И в конце концов Эдит устало и чуть ли не с облегчением признала поражение. Приступы ярости становились все слабей, пока ее недовольство во время этих приступов не сделалось таким же поверхностным, как внимание к ним Стоунера; в ее долгих молчаниях он уже не находил ничего удивительного, они были заурядными проявлениями задумчивости, а не признаками обиды на его безразличие.

К сорока годам Эдит Стоунер сохранила девическую стройность, но в ее фигуре, в прямой осанке чувствовалась теперь какая-то жесткость, ломкость, каждое движение словно бы давалось ей через силу.

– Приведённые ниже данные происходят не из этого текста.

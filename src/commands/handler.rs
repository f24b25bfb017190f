//! Slash command handler trait
//!
//! - **Version**: 1.0.0
//! - **Since**: 2.0.0

use anyhow::Result;
use async_trait::async_trait;
use serenity::model::application::interaction::application_command::ApplicationCommandInteraction;
use serenity::prelude::Context;
use std::sync::Arc;

use super::context::CommandContext;

/// One handler per group of related slash commands
///
/// Handlers declare the command names they serve and are dispatched through
/// a [`super::registry::CommandRegistry`] by name.
#[async_trait]
pub trait SlashCommandHandler: Send + Sync {
    /// Command name(s) this handler processes
    fn command_names(&self) -> &'static [&'static str];

    /// Handle one slash command interaction
    async fn handle(
        &self,
        ctx: Arc<CommandContext>,
        serenity_ctx: &Context,
        command: &ApplicationCommandInteraction,
    ) -> Result<()>;
}

#[cfg(test)]
mod tests {
    use super::*;

    // The registry stores handlers as trait objects
    fn _assert_object_safe(_: &dyn SlashCommandHandler) {}
}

Черты лица заострились, линии стали резче, тонкая бледная кожа была, чудилось, натянута прямо на кости, как на каркас. Из-за своей чрезвычайной бледности она очень сильно пудрилась и красилась, и возникало ощущение, будто она каждый день заново наносит черты на пустую маску. Под сухой кожей кистей рук тоже, казалось, сразу начиналась твердая кость, и эти кисти постоянно, даже в самые спокойные минуты, были в движении: крутились, сжимались, разжимались, щипали воздух.

Вечно погруженная в себя, она становилась в эти годы все более отрешенной и рассеянной. После краткого периода последних отчаянных, исступленных атак на Стоунера она сделалась похожа на привидение, она замкнулась в себе и никогда полностью не выбиралась на свет. Начала разговаривать сама с собой мягким, матерински терпеливым голосом, точно с ребенком, причем делала это открыто и без всякого стеснения, как будто ничего натуральнее и быть не могло. Из разнообразных творческих устремлений, которым она в годы замужества отдавала дань, она в конце концов остановилась на скульптуре, приносившей ей, она считала, наибольшее удовлетворение. В основном работала в глине, реже в мягком камне; по всему дому были расставлены бюсты, фигуры в полный рост и всевозможные композиции. Она шла в ногу с веком: бюсты были шарообразной формы, с минимумом черт; фигуры — комками глины с продолговатыми конечностями; композиции — случайными наборами геометрически правильных кубов, шаров и стержней. Порой, проходя мимо ее мастерской (где некогда был его кабинет), Стоунер приостанавливался и слушал, что там происходит. Она давала себе указания, как ребенку: «Так, теперь прибавь здесь — нет, не столько, поменьше — здесь, около этой выемки. Ох, гляди, все у нас отваливается. Влаги было маловато, правда? Ничего, дело поправимо. Чуточку воды, и — вот теперь хорошо. Согласна?»